Marie-Antoinette sentit ses genoux céder, elle tomba assise sur le sol. Ses sanglots, la peine d'une mère qui venait de perdre son enfant, se mêlaient à la tristesse d'Olympe. Elle aimait profondément chaque Prince qu'on lui avait confié : Madame Royale pour sa fraîcheur et son caractère proche de celui de sa mère Louis-Joseph pour sa gentillesse et son courage Louis-Charles pour son côté mignon, presque une poupée et Sophie-Béatrice parce qu'elle était un bébé adorable et fragile. La jeune fille avait l'impression d'avoir failli à sa mission de soigner ses protégés, elle redoutait que la Reine ne lui reproche un jour ce décès. Pourtant, pour la première fois, Marie-Antoinette se serra dans les bras d'Olympe. Elle avait besoin d'être consolée, écoutée, soulagée. L'amitié de Yolande n'était pas suffisante, la peine de Louis XVI ne ferait que renforcer la sienne propre. La sous-gouvernante, bien que touchée par un tel geste, n'en profita pas pour autant, toute à sa peine.
« Pardon, Majesté...
- Tu n'y es pour rien, Olympe, tu as fait de ton mieux et je le sais. Chaque jour, je redoutais que tu m'annonces cette triste nouvelle. Mais tous les soirs mes prières étaient tournées vers mon Petit Ange pour repousser le plus longtemps possible cette issue fatale... »
Dans la journée, le petit cercueil quitta Versailles pour sa dernière demeure. Le couple royal renonça à des obsèques fastueuses en ces temps de crise financière, et de toute façon la réputation de la Reine était encore trop entachée par le scandale du collier pour oser dépenser un sou de trop.
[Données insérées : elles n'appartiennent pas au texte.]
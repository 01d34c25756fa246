// The peer wire format: one JSON envelope per line, {"type": ..., "data": ...}.
// `data` is itself a JSON string - a list of blocks or a single transaction

use crate::core::{Block, Transaction};
use crate::error::Result;
use serde::{Deserialize, Serialize};

#[derive(Debug, Clone, Copy, PartialEq, Eq, Serialize, Deserialize)]
#[serde(rename_all = "SCREAMING_SNAKE_CASE")]
pub enum MessageType {
    QueryLatest,
    QueryAll,
    ResponseBlockchain,
    BroadcastTransaction,
}

#[derive(Debug, Clone, PartialEq, Serialize, Deserialize)]
pub struct Message {
    #[serde(rename = "type")]
    pub kind: MessageType,
    #[serde(default)]
    pub data: String,
}

impl Message {
    pub fn query_latest() -> Message {
        Message {
            kind: MessageType::QueryLatest,
            data: String::new(),
        }
    }

    pub fn query_all() -> Message {
        Message {
            kind: MessageType::QueryAll,
            data: String::new(),
        }
    }

    pub fn response_blockchain(blocks: &[Block]) -> Result<Message> {
        Ok(Message {
            kind: MessageType::ResponseBlockchain,
            data: serde_json::to_string(blocks)?,
        })
    }

    pub fn broadcast_transaction(tx: &Transaction) -> Result<Message> {
        Ok(Message {
            kind: MessageType::BroadcastTransaction,
            data: serde_json::to_string(tx)?,
        })
    }

    pub fn blocks(&self) -> Result<Vec<Block>> {
        Ok(serde_json::from_str(&self.data)?)
    }

    pub fn transaction(&self) -> Result<Transaction> {
        Ok(serde_json::from_str(&self.data)?)
    }

    /// Encodes the envelope as a single line, newline included
    pub fn to_line(&self) -> Result<String> {
        let mut line = serde_json::to_string(self)?;
        line.push('\n');
        Ok(line)
    }

    pub fn from_line(line: &str) -> Result<Message> {
        Ok(serde_json::from_str(line.trim())?)
    }
}

#[cfg(test)]
mod tests {
    use super::*;
    use crate::error::BlockchainError;
    use crate::wallet::Wallet;

    #[test]
    fn test_envelope_shape() {
        let line = Message::query_latest().to_line().unwrap();
        assert_eq!(line, "{\"type\":\"QUERY_LATEST\",\"data\":\"\"}\n");
        assert_eq!(line.matches('\n').count(), 1);
    }

    #[test]
    fn test_missing_data_defaults_to_empty() {
        let message = Message::from_line(r#"{"type":"QUERY_ALL"}"#).unwrap();
        assert_eq!(message, Message::query_all());
    }

    #[test]
    fn test_unknown_type_is_rejected() {
        let result = Message::from_line(r#"{"type":"GOSSIP","data":""}"#);
        assert!(matches!(result, Err(BlockchainError::Serialization(_))));
        assert!(Message::from_line("not json").is_err());
    }

    #[test]
    fn test_transaction_payload() {
        let alice = Wallet::new().unwrap();
        let bob = Wallet::new().unwrap();
        let tx = alice.send_funds(bob.get_public_key(), 2.5, 0.1).unwrap();

        let line = Message::broadcast_transaction(&tx).unwrap().to_line().unwrap();
        let decoded = Message::from_line(&line).unwrap();
        assert_eq!(decoded.kind, MessageType::BroadcastTransaction);
        assert_eq!(decoded.transaction().unwrap(), tx);
    }

    #[test]
    fn test_block_list_payload() {
        let genesis = Block::generate_genesis_block(1);
        let message = Message::response_blockchain(std::slice::from_ref(&genesis)).unwrap();
        assert!(message.data.starts_with('['));
        assert_eq!(message.blocks().unwrap(), vec![genesis]);
    }
}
Olympe, plantée derrière Marie-Antoinette, à côté de madame de Polignac, regarda partir la dépouille de sa dernière Princesse. Les larmes aux yeux, elle retourna à son service auprès de Madame Royale et de ses frères. Il lui faudrait leur expliquer pourquoi leur petite sœur était partie, pourquoi elle ne reviendrait plus. La journée de ce 20 juin s'annonçait bien triste pour tout le monde.